それが音楽であるかどうかは,さほど重要ではないのかもしれません。けれど,子どもが音に触れ,身体でその間合いを味わおうとするとき,私たちは,そのそばで何を感じ,どのようにその時間と関係を築いているのでしょうか。そのような時間に,私たちはどんな顔で,どんな耳で,共にいるのでしょうか。
音楽を教えるという営みの中で,私たちはつい,楽譜や奏法,表現の方法といった「伝えるべきこと」に意識を向けがちです。しかし,音を「試す」ことをためらわず,自分の耳で聴いて,自分の音を信じて鳴らしてみる——その「迷ってもいい」という手触りにこそ,音楽をするよろこびの原点があるように思います。
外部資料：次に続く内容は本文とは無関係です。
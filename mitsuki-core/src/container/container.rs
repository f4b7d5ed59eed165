use std::any::TypeId;
use std::collections::HashMap;
use std::fmt;
use std::future::Future;
use std::pin::Pin;
use std::sync::Arc;

use tracing::{debug, error, info};

use crate::config::{ConfigError, ConfigStore};
use crate::container::descriptor::{ComponentDescriptor, ComponentKind, Instance, Scope};
use crate::container::resolve::{resolve_graph, ActiveComponent, Edge};
use crate::container::{ComponentContext, ComponentRegistry, ContainerError};
use crate::scheduling::ScheduledTaskSpec;
use crate::web::route::RouteSpec;

struct Inner {
    components: HashMap<String, ActiveComponent>,
    singletons: HashMap<String, Instance>,
    /// Topological instantiation order, reversed for shutdown.
    order: Vec<String>,
    config: Arc<ConfigStore>,
    profile: String,
}

/// The resolved, frozen component container.
///
/// Produced once at startup by [`Container::resolve`]. Singletons live in a
/// write-once instance map; lookups are read-only and safe for concurrent
/// readers without locking. Prototype-scoped components re-invoke their
/// factory per lookup.
#[derive(Clone)]
pub struct Container {
    inner: Arc<Inner>,
}

impl Container {
    /// Resolve the dependency graph and instantiate all singletons in
    /// topological order. Consumes the registry; any graph fault or factory
    /// error aborts with a structured [`ContainerError`].
    pub async fn resolve(
        registry: ComponentRegistry,
        config: Arc<ConfigStore>,
    ) -> Result<Self, ContainerError> {
        let profile = config.profile().to_string();
        let resolution = resolve_graph(registry.into_descriptors(), &profile)?;

        let mut singletons: HashMap<String, Instance> = HashMap::new();
        for name in &resolution.order {
            let component = &resolution.components[name];
            if component.descriptor.scope == Scope::Singleton {
                debug!(component = %name, kind = %component.descriptor.kind(), "constructing");
                let instance =
                    instantiate(name, &resolution.components, &singletons, &config).await?;
                singletons.insert(name.clone(), instance);
            }
        }

        info!(
            components = resolution.order.len(),
            singletons = singletons.len(),
            profile = %profile,
            "component container resolved"
        );

        Ok(Container {
            inner: Arc::new(Inner {
                components: resolution.components,
                singletons,
                order: resolution.order,
                config,
                profile,
            }),
        })
    }

    /// Look up a component by name. Singletons return the cached instance;
    /// prototypes re-invoke their factory.
    pub async fn lookup(&self, name: &str) -> Result<Instance, ContainerError> {
        let component = self
            .inner
            .components
            .get(name)
            .ok_or_else(|| ContainerError::UnknownComponent(name.to_string()))?;
        match component.descriptor.scope {
            Scope::Singleton => Ok(self.inner.singletons[name].clone()),
            Scope::Prototype => {
                instantiate(
                    name,
                    &self.inner.components,
                    &self.inner.singletons,
                    &self.inner.config,
                )
                .await
            }
        }
    }

    /// Look up a component by name and downcast it to `T`.
    pub async fn lookup_as<T: Clone + 'static>(&self, name: &str) -> Result<T, ContainerError> {
        let instance = self.lookup(name).await?;
        instance
            .downcast_ref::<T>()
            .cloned()
            .ok_or_else(|| ContainerError::TypeMismatch {
                name: name.to_string(),
                expected: std::any::type_name::<T>(),
            })
    }

    /// Look up the unique active component producing type `T`.
    pub async fn lookup_by_type<T: Clone + 'static>(&self) -> Result<T, ContainerError> {
        let name = self.unique_name_for(TypeId::of::<T>(), std::any::type_name::<T>())?;
        self.lookup_as::<T>(&name).await
    }

    /// Synchronous access to a resolved singleton by type. Returns `None`
    /// for unknown, prototype-scoped, or ambiguous types.
    pub fn singleton<T: Clone + 'static>(&self) -> Option<T> {
        let name = self
            .unique_name_for(TypeId::of::<T>(), std::any::type_name::<T>())
            .ok()?;
        self.inner
            .singletons
            .get(&name)
            .and_then(|i| i.downcast_ref::<T>())
            .cloned()
    }

    fn unique_name_for(
        &self,
        type_id: TypeId,
        type_name: &'static str,
    ) -> Result<String, ContainerError> {
        let mut matches = self
            .inner
            .components
            .values()
            .filter(|c| c.descriptor.type_id == type_id);
        match (matches.next(), matches.next()) {
            (Some(only), None) => Ok(only.descriptor.name.clone()),
            (Some(a), Some(b)) => Err(ContainerError::AmbiguousDependency {
                component: "<lookup>".to_string(),
                dependency: type_name.to_string(),
                candidates: vec![a.descriptor.name.clone(), b.descriptor.name.clone()],
            }),
            (None, _) => Err(ContainerError::UnknownComponent(type_name.to_string())),
        }
    }

    /// The active profile this container was resolved for.
    pub fn profile(&self) -> &str {
        &self.inner.profile
    }

    /// The frozen configuration store.
    pub fn config(&self) -> &ConfigStore {
        &self.inner.config
    }

    /// All active descriptors, in instantiation order.
    pub fn descriptors(&self) -> impl Iterator<Item = &ComponentDescriptor> {
        self.inner
            .order
            .iter()
            .map(|name| &self.inner.components[name].descriptor)
    }

    /// Route specs declared by active controller components: descriptor
    /// name, base path, and the controller's route specs.
    pub(crate) fn controller_routes(&self) -> Vec<(String, &'static str, Vec<RouteSpec>)> {
        self.descriptors()
            .filter(|d| d.kind() == ComponentKind::Controller)
            .filter_map(|d| {
                d.routes.map(|routes| {
                    let set = routes();
                    (d.name.clone(), set.base_path, set.routes)
                })
            })
            .collect()
    }

    /// Scheduled task specs declared by active components, paired with the
    /// owning component's descriptor name.
    pub fn scheduled_tasks(&self) -> Vec<(String, Vec<ScheduledTaskSpec>)> {
        self.descriptors()
            .filter_map(|d| d.scheduled.map(|tasks| (d.name.clone(), tasks())))
            .collect()
    }

    /// Run shutdown hooks in reverse topological order.
    ///
    /// Hook errors are logged and never propagated; shutdown always visits
    /// every hook.
    pub async fn shutdown(&self) {
        for name in self.inner.order.iter().rev() {
            let component = &self.inner.components[name];
            let Some(hook) = component.descriptor.shutdown.clone() else {
                continue;
            };
            let Some(instance) = self.inner.singletons.get(name).cloned() else {
                continue;
            };
            debug!(component = %name, "running shutdown hook");
            if let Err(e) = hook(instance).await {
                error!(component = %name, error = %e, "shutdown hook failed");
            }
        }
    }
}

impl fmt::Debug for Container {
    fn fmt(&self, f: &mut fmt::Formatter<'_>) -> fmt::Result {
        f.debug_struct("Container")
            .field("components", &self.inner.order)
            .field("profile", &self.inner.profile)
            .finish()
    }
}

/// Construct one component from its matched edges.
///
/// Singleton dependencies come from the already-built instance map
/// (guaranteed present by topological order); prototype dependencies are
/// instantiated fresh per injection point.
fn instantiate<'a>(
    name: &'a str,
    components: &'a HashMap<String, ActiveComponent>,
    singletons: &'a HashMap<String, Instance>,
    config: &'a Arc<ConfigStore>,
) -> Pin<Box<dyn Future<Output = Result<Instance, ContainerError>> + Send + 'a>> {
    Box::pin(async move {
        let component = &components[name];
        let mut args: HashMap<String, Instance> = HashMap::new();
        let mut values = HashMap::new();

        for edge in &component.edges {
            match edge {
                Edge::Component { param, target } => {
                    let Some(target) = target else { continue };
                    let dep = &components[target];
                    let instance = match dep.descriptor.scope {
                        Scope::Singleton => singletons[target].clone(),
                        Scope::Prototype => {
                            instantiate(target, components, singletons, config).await?
                        }
                    };
                    args.insert(param.clone(), instance);
                }
                Edge::Value {
                    param,
                    key,
                    default,
                } => {
                    let value = match (config.raw(key), default) {
                        (Some(v), _) => v.clone(),
                        (None, Some(d)) => d.clone(),
                        (None, None) => {
                            return Err(ContainerError::Configuration(ConfigError::NotFound(
                                key.clone(),
                            )));
                        }
                    };
                    values.insert(param.clone(), value);
                }
            }
        }

        let ctx = ComponentContext {
            component_name: name.to_string(),
            args,
            values,
            config: config.clone(),
        };

        (component.descriptor.factory)(ctx)
            .await
            .map_err(|e| ContainerError::Instantiation {
                component: name.to_string(),
                message: e.to_string(),
            })
    })
}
私たちにとって,音を鳴らすことは,本来,怖いことではないはずです。けれど,「これで合っているか?」という問いが先に立つとき,音楽は私たちの手元から遠のいてしまいます。音楽は,そっと始まるもの。そう思えるような時間のなかに,私たちにとっても新しい音楽の「はじまり」がふと立ち上がってくるのかもしれません。
そのような時間の積み重ねが,どのような未来の音の風景につながっていくのか——。
本稿では,保育者や教員の養成課程でのエピソードをもとに,筆者自身が教育と音楽について感じ,考えたことを言葉にしようとしてみました。何かの結論を導いたり,特定の方針を示したりすることが本稿の目的ではありません。一人称の語りを通して,読んでくださる方ご自身のご経験やご実践にも,ふと何かを照らし返すようなきっかけがあればと思っています。

音楽教育学者。香川大学教育学部学校教育教員養成課程卒業、広島大学大学院教育学研究科教科教育学博士課程前期終了(修士(教育学))。領域「表現」や音楽科に係る保育者・教員養成課程のカリキュラムおよび授業について研究を行っている。横浜国立大学教育学部助教。